Il libro, così come la mostra, si intitola Genius Loci. Nel teatro dell’arte (128 pp., € 22,00): un’indagine, attraverso la fotografia, dei comportamenti del pubblico all’interno dello spazio museale, delle interrelazioni tra opera d’arte e soggetto singolo o in gruppo, tra movimento e staticità, tra permanente e transitorio. Un progetto, vale la pena di sottolinearlo, consentito anche dalla legge n. 106 del 2014 (ArtBonus) che finalmente concede la possibilità ai visitatori di scattare fotografie all’interno dei musei statali, come già accadeva quasi ovunque nel mondo.


Nel gran teatro dell’arte (i Musei Vaticani così come la Galleria Borghese o il MaXXI di Roma, l’Egizio di Torino, gli Uffizi di Firenze o il Mart di Rovereto), la scena è occupata dalle opere e, insieme, dal pubblico che le osserva e con cui si mette in relazione, con modalità complesse e sempre diverse.


Cotroneo è romanziere, critico (per vent’anni capo delle pagine culturali di «l’Espresso», oggi a «Sette» del Corriere), poeta, saggista. Qui è anche fotografo, in un progetto che fonde immagini e parole. Parole, commenti, domande e intuizioni accompagnano immagini frutto di un progetto durato più di tre anni, in cui protagonisti sono azioni e relazioni, sguardi ed espressioni ora di ammirazione ora di perplessità, corpi statici ma soprattutto in movimento. Che guardino Hopper o Piero della Francesca, Giacometti, Burri, LaChapelle o Kapoor, «molti si adattano alle opere: scegliendole, esitando, fermandosi più su un’opera che su un’altra.


Molti, ancora, (...) si muovono in gruppo, in massa, come fossero migrazioni.
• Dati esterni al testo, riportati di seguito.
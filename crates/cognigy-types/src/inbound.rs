//! Payload shapes emitted by the backend.

use serde::{Deserialize, Serialize, de::Error as _};
use serde_json::{Map, Value};

/// Discriminator of an `output` event.
#[derive(Deserialize, Serialize, Debug, Clone, Copy, PartialEq, Eq)]
#[serde(rename_all = "lowercase")]
pub enum OutputType {
    Output,
    Error,
}

/// Raw body of an `output` event before it is split into reply or error.
#[derive(Deserialize, Debug, Clone, PartialEq)]
pub struct AiOutput {
    #[serde(rename = "type")]
    pub kind: OutputType,
    #[serde(default)]
    pub data: Value,
}

/// An assistant reply produced by the flow.
#[derive(Deserialize, Serialize, Debug, Clone, PartialEq, Default)]
pub struct FlowOutput {
    #[serde(default, skip_serializing_if = "Option::is_none")]
    pub text: Option<String>,
    #[serde(default, skip_serializing_if = "Option::is_none")]
    pub data: Option<Value>,
    /// Anything else the flow attached (`traceId`, `disableSensitiveLogging`, ...).
    #[serde(flatten)]
    pub extra: Map<String, Value>,
}

/// Structured error reported by the backend.
#[derive(Deserialize, Serialize, Debug, Clone, PartialEq)]
pub struct ErrorResponse {
    #[serde(default)]
    pub code: Option<i64>,
    #[serde(default)]
    pub message: String,
}

impl ErrorResponse {
    /// Extracts the error object from an event payload.
    ///
    /// Accepts both `{error: {...}}` and the `{data: {error: {...}}}` wrapping some
    /// endpoints use.
    pub fn from_payload(payload: &Value) -> serde_json::Result<Self> {
        let inner = payload
            .get("error")
            .or_else(|| payload.get("data").and_then(|data| data.get("error")))
            .ok_or_else(|| serde_json::Error::missing_field("error"))?;
        Self::deserialize(inner)
    }
}

/// End-of-conversation marker with the backend's conversation summary.
#[derive(Deserialize, Serialize, Debug, Clone, PartialEq, Default)]
pub struct FinalPing {
    #[serde(rename = "type", default, skip_serializing_if = "Option::is_none")]
    pub kind: Option<String>,
    #[serde(flatten)]
    pub summary: Map<String, Value>,
}

/// Body of a `newContext` / `newState` reply.
#[derive(Deserialize, Debug, Clone, PartialEq)]
#[serde(rename_all = "camelCase")]
pub struct CorrelatedPayload {
    pub correlation_id: String,
    #[serde(default)]
    pub data: Value,
}
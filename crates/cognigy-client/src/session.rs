//! The session and its command surface.

use crate::config::SessionConfig;
use crate::credentials::{CredentialResolver, Credentials, Token};
use crate::correlation::WaitFailure;
use crate::dispatcher::Dispatcher;
use crate::error::Error;
use crate::handshake::{self, Established};
use crate::state::{ConnectionState, StateMachine};
use crate::transport::{Channel, SocketIoTransport, Transport, TransportSignal};
use cognigy_types::{
    ClientCommand, ErrorNotice, FinalPing, FlowOutput, InboundEvent, InjectRequest,
    InputMessage, ReplyKind, ResetFlowRequest, SessionRef, events,
};
use serde::Serialize;
use serde_json::Value;
use std::sync::{Arc, Mutex, MutexGuard, OnceLock, PoisonError};
use tokio::sync::{mpsc, watch};
use tokio::time::Instant;
use tracing::{Instrument, debug, info, instrument, warn};

const INPUT_SOURCE: &str = "device";

/// State shared between the caller-facing [`Session`] and its reactor task.
pub(crate) struct Shared {
    pub config: SessionConfig,
    credentials: Credentials,
    resolver: CredentialResolver,
    transport: Arc<dyn Transport>,
    state: Mutex<StateMachine>,
    token: OnceLock<Token>,
    channel: Mutex<Option<Arc<dyn Channel>>>,
    shutdown: watch::Sender<bool>,
    dispatcher: Dispatcher,
}

impl Shared {
    pub fn lock_state(&self) -> MutexGuard<'_, StateMachine> {
        self.state.lock().unwrap_or_else(PoisonError::into_inner)
    }

    fn lock_channel(&self) -> MutexGuard<'_, Option<Arc<dyn Channel>>> {
        self.channel.lock().unwrap_or_else(PoisonError::into_inner)
    }

    /// Flips to `true` once the session is closed, from either side.
    pub fn shutdown_signal(&self) -> watch::Receiver<bool> {
        self.shutdown.subscribe()
    }

    /// Transport-initiated end of a ready session. Reported at most once.
    async fn terminate(&self, reason: String) {
        if !self.lock_state().close() {
            return;
        }
        self.shutdown.send_replace(true);
        let aborted = self.dispatcher.pending().abort_all();
        let channel = self.lock_channel().take();
        if let Some(channel) = channel {
            channel.close().await;
        }
        warn!(%reason, aborted, "session terminated by transport");
        self.dispatcher.notify_termination(reason);
    }
}

/// A conversation with the backend over one socket.
///
/// Cheap to clone; clones share the same connection. Callers must `connect()`
/// before sending. Every command fails with [`Error::NotConnected`] unless the
/// session is `Ready` and not expired, in which case nothing is sent.
#[derive(Clone)]
pub struct Session {
    shared: Arc<Shared>,
}

impl Session {
    /// A session over the Socket.IO transport.
    pub fn new(credentials: Credentials, config: SessionConfig) -> Self {
        Self::with_transport(credentials, config, Arc::new(SocketIoTransport::new()))
    }

    pub fn with_transport(
        credentials: Credentials,
        config: SessionConfig,
        transport: Arc<dyn Transport>,
    ) -> Self {
        Self::from_parts(credentials, config, transport, CredentialResolver::default())
    }

    pub fn from_parts(
        credentials: Credentials,
        config: SessionConfig,
        transport: Arc<dyn Transport>,
        resolver: CredentialResolver,
    ) -> Self {
        let (shutdown, _) = watch::channel(false);
        let state = StateMachine::new(config.expires_in);
        Self {
            shared: Arc::new(Shared {
                config,
                credentials,
                resolver,
                transport,
                state: Mutex::new(state),
                token: OnceLock::new(),
                channel: Mutex::new(None),
                shutdown,
                dispatcher: Dispatcher::default(),
            }),
        }
    }

    pub fn config(&self) -> &SessionConfig {
        &self.shared.config
    }

    pub fn state(&self) -> ConnectionState {
        self.shared.lock_state().state()
    }

    /// The resolved token, once `connect()` got that far.
    pub fn token(&self) -> Option<Token> {
        self.shared.token.get().cloned()
    }

    pub fn is_connected(&self) -> bool {
        self.state() == ConnectionState::Ready
    }

    /// Whether the session sat idle longer than the configured expiry.
    /// Advisory only: an expired session stays `Ready` until disconnected.
    pub fn is_expired(&self) -> bool {
        self.shared.lock_state().is_expired_at(Instant::now())
    }

    pub fn is_sendable(&self) -> bool {
        self.shared.lock_state().is_sendable_at(Instant::now())
    }

    pub fn on_output(&self, handler: impl Fn(FlowOutput) + Send + Sync + 'static) {
        self.shared.dispatcher.handlers().output = Some(Arc::new(handler));
    }

    pub fn on_error(&self, handler: impl Fn(ErrorNotice) + Send + Sync + 'static) {
        self.shared.dispatcher.handlers().error = Some(Arc::new(handler));
    }

    pub fn on_final_ping(&self, handler: impl Fn(FinalPing) + Send + Sync + 'static) {
        self.shared.dispatcher.handlers().final_ping = Some(Arc::new(handler));
    }

    /// Called once if the transport drops a ready session. Not called for `disconnect()`.
    pub fn on_termination(&self, handler: impl Fn(String) + Send + Sync + 'static) {
        self.shared.dispatcher.handlers().termination = Some(Arc::new(handler));
    }

    /// Resolves the token and runs the handshake. Returns once the session is
    /// `Ready`, or fails and leaves it `Disconnected`.
    #[instrument(skip_all, fields(endpoint = %self.shared.config.endpoint))]
    pub async fn connect(&self) -> Result<(), Error> {
        self.shared.lock_state().begin_connect()?;
        match self.establish().await {
            Ok(()) => {
                info!("session ready");
                Ok(())
            }
            Err(e) => {
                self.shared.lock_state().handshake_failed();
                warn!(error = %e, "connect failed");
                Err(e)
            }
        }
    }

    async fn establish(&self) -> Result<(), Error> {
        let shared = &self.shared;
        let token = match shared.token.get() {
            Some(token) => token.clone(),
            None => {
                let mut shutdown = shared.shutdown_signal();
                let token = tokio::select! {
                    resolved = shared.resolver.resolve(&shared.credentials) => resolved?,
                    _ = shutdown.wait_for(|closed| *closed) => return Err(Error::Closed),
                };
                shared.token.get_or_init(|| token).clone()
            }
        };
        // No transport is opened for a session closed while resolving.
        if shared.lock_state().state() == ConnectionState::Closed {
            return Err(Error::Closed);
        }

        let Established {
            channel,
            signals,
            early,
        } = handshake::perform(shared, shared.transport.as_ref(), &token).await?;

        // disconnect() may have run at any point above. The channel is stored
        // under the state lock so that it either sees it or we see `Closed`.
        let ready = {
            let mut state = shared.lock_state();
            let ready = state.mark_ready(Instant::now());
            if ready.is_ok() {
                *shared.lock_channel() = Some(channel.clone());
            }
            ready
        };
        if let Err(e) = ready {
            channel.close().await;
            return Err(e);
        }

        let span = tracing::info_span!("session_reactor", endpoint = %shared.config.endpoint);
        tokio::spawn(run_reactor(shared.clone(), signals, early).instrument(span));
        Ok(())
    }

    /// Submits a user turn. Replies arrive through the registered handlers.
    pub async fn send_message(&self, text: impl Into<String>) -> Result<(), Error> {
        self.submit(text.into(), Value::Null).await
    }

    /// Submits a user turn with structured data attached.
    pub async fn send_message_with_data<T: Serialize>(
        &self,
        text: impl Into<String>,
        data: &T,
    ) -> Result<(), Error> {
        self.submit(text.into(), serde_json::to_value(data)?).await
    }

    async fn submit(&self, text: String, data: Value) -> Result<(), Error> {
        let config = &self.shared.config;
        let message = InputMessage {
            url_token: self
                .shared
                .token
                .get()
                .map(|token| token.expose().to_string())
                .unwrap_or_default(),
            user_id: config.user_id.clone(),
            session_id: config.session_id.clone(),
            source: INPUT_SOURCE.to_string(),
            passthrough_ip: config.passthrough_ip.clone(),
            reload_flow: config.reload_flow,
            reset_flow: config.reset_flow,
            reset_state: config.reset_state,
            reset_context: config.reset_context,
            text,
            data,
        };
        self.send(ClientCommand::Input {
            event: config.input_event,
            message,
        })
        .await
    }

    pub async fn reset_flow(
        &self,
        flow_id: impl Into<String>,
        language: impl Into<String>,
        version: Option<u32>,
    ) -> Result<(), Error> {
        self.send(ClientCommand::ResetFlow(ResetFlowRequest {
            flow_id: flow_id.into(),
            language: language.into(),
            version,
        }))
        .await
    }

    pub async fn reset_state(&self) -> Result<(), Error> {
        self.send(ClientCommand::ResetState(self.session_ref())).await
    }

    pub async fn reset_context(&self) -> Result<(), Error> {
        self.send(ClientCommand::ResetContext(self.session_ref()))
            .await
    }

    /// Merges `payload` into the conversation context and returns the new context.
    pub async fn inject_context(&self, payload: Value) -> Result<Value, Error> {
        self.correlated(ReplyKind::Context, payload).await
    }

    /// Replaces the conversation state and returns what the backend reports back.
    pub async fn inject_state(&self, payload: Value) -> Result<Value, Error> {
        self.correlated(ReplyKind::State, payload).await
    }

    /// Closes the channel and moves to `Closed`. Safe to call in any state, any
    /// number of times. Waiting correlated commands fail with
    /// [`Error::CorrelationAborted`].
    pub async fn disconnect(&self) {
        let closed_now = self.shared.lock_state().close();
        self.shared.shutdown.send_replace(true);
        let aborted = self.shared.dispatcher.pending().abort_all();
        let channel = self.shared.lock_channel().take();
        if let Some(channel) = channel {
            channel.close().await;
        }
        if closed_now {
            info!(aborted, "session closed");
        }
    }

    fn session_ref(&self) -> SessionRef {
        SessionRef {
            user_id: self.shared.config.user_id.clone(),
            session_id: self.shared.config.session_id.clone(),
        }
    }

    /// The open channel, if the session may send right now.
    fn sendable_channel(&self) -> Result<Arc<dyn Channel>, Error> {
        let state = self.shared.lock_state();
        if !state.is_sendable_at(Instant::now()) {
            return Err(Error::NotConnected);
        }
        self.shared.lock_channel().clone().ok_or(Error::NotConnected)
    }

    async fn send(&self, command: ClientCommand) -> Result<(), Error> {
        let channel = self.sendable_channel()?;
        self.emit(channel.as_ref(), &command).await
    }

    async fn emit(&self, channel: &dyn Channel, command: &ClientCommand) -> Result<(), Error> {
        channel
            .emit(command.event_name(), command.to_payload()?)
            .await?;
        self.shared.lock_state().touch(Instant::now());
        debug!(event = command.event_name(), "command sent");
        Ok(())
    }

    async fn correlated(&self, kind: ReplyKind, data: Value) -> Result<Value, Error> {
        let channel = self.sendable_channel()?;
        let pending = self.shared.dispatcher.pending();
        let (correlation_id, rx) = pending.register(kind);
        let request = InjectRequest {
            correlation_id: correlation_id.clone(),
            data,
        };
        let (event, command) = match kind {
            ReplyKind::Context => (events::INJECT_CONTEXT, ClientCommand::InjectContext(request)),
            ReplyKind::State => (events::INJECT_STATE, ClientCommand::InjectState(request)),
        };

        if let Err(e) = self.emit(channel.as_ref(), &command).await {
            pending.cancel(&correlation_id);
            return Err(e);
        }

        let timeout = self.shared.config.correlation_timeout;
        pending
            .wait(&correlation_id, rx, timeout)
            .await
            .map_err(|failure| match failure {
                WaitFailure::TimedOut => {
                    warn!(%correlation_id, event, "correlated request timed out");
                    Error::CorrelationTimeout { event, timeout }
                }
                WaitFailure::Aborted => Error::CorrelationAborted(event),
            })
    }
}

/// Routes inbound events of a ready session until it ends.
async fn run_reactor(
    shared: Arc<Shared>,
    mut signals: mpsc::Receiver<TransportSignal>,
    early: Vec<InboundEvent>,
) {
    for event in early {
        shared.dispatcher.dispatch(event);
    }

    let mut shutdown = shared.shutdown_signal();
    let reason = loop {
        tokio::select! {
            signal = signals.recv() => match signal {
                Some(TransportSignal::Event(event)) => shared.dispatcher.dispatch(event),
                Some(TransportSignal::Disconnected(reason)) => break reason,
                Some(other) => debug!(?other, "ignoring lifecycle signal after ready"),
                None => break "transport closed".to_string(),
            },
            _ = shutdown.wait_for(|closed| *closed) => return,
        }
    };
    shared.terminate(reason).await;
}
Altri, come soffrissero di una intermittenza della comprensione, si stupiscono di fronte a installazioni che capiscono poco, o che trovano eccentriche». Molti prima di Cotroneo si sono cimentati con gli interni dei grandi musei, spesso vuoti e talvolta con risultati di straordinaria suggestione, da Massimo Listri a Candida Höfer, fino a Thomas Struth. «Ma Struth lavora sul disegno della folla, qui invece, specifica Cotroneo, è la geometria dei movimenti a essere determinante. Il modo in cui il visitatore si espone all’opera, attraverso i piedi, le gambe, i capelli, i vestiti e le geometrie dello spazio».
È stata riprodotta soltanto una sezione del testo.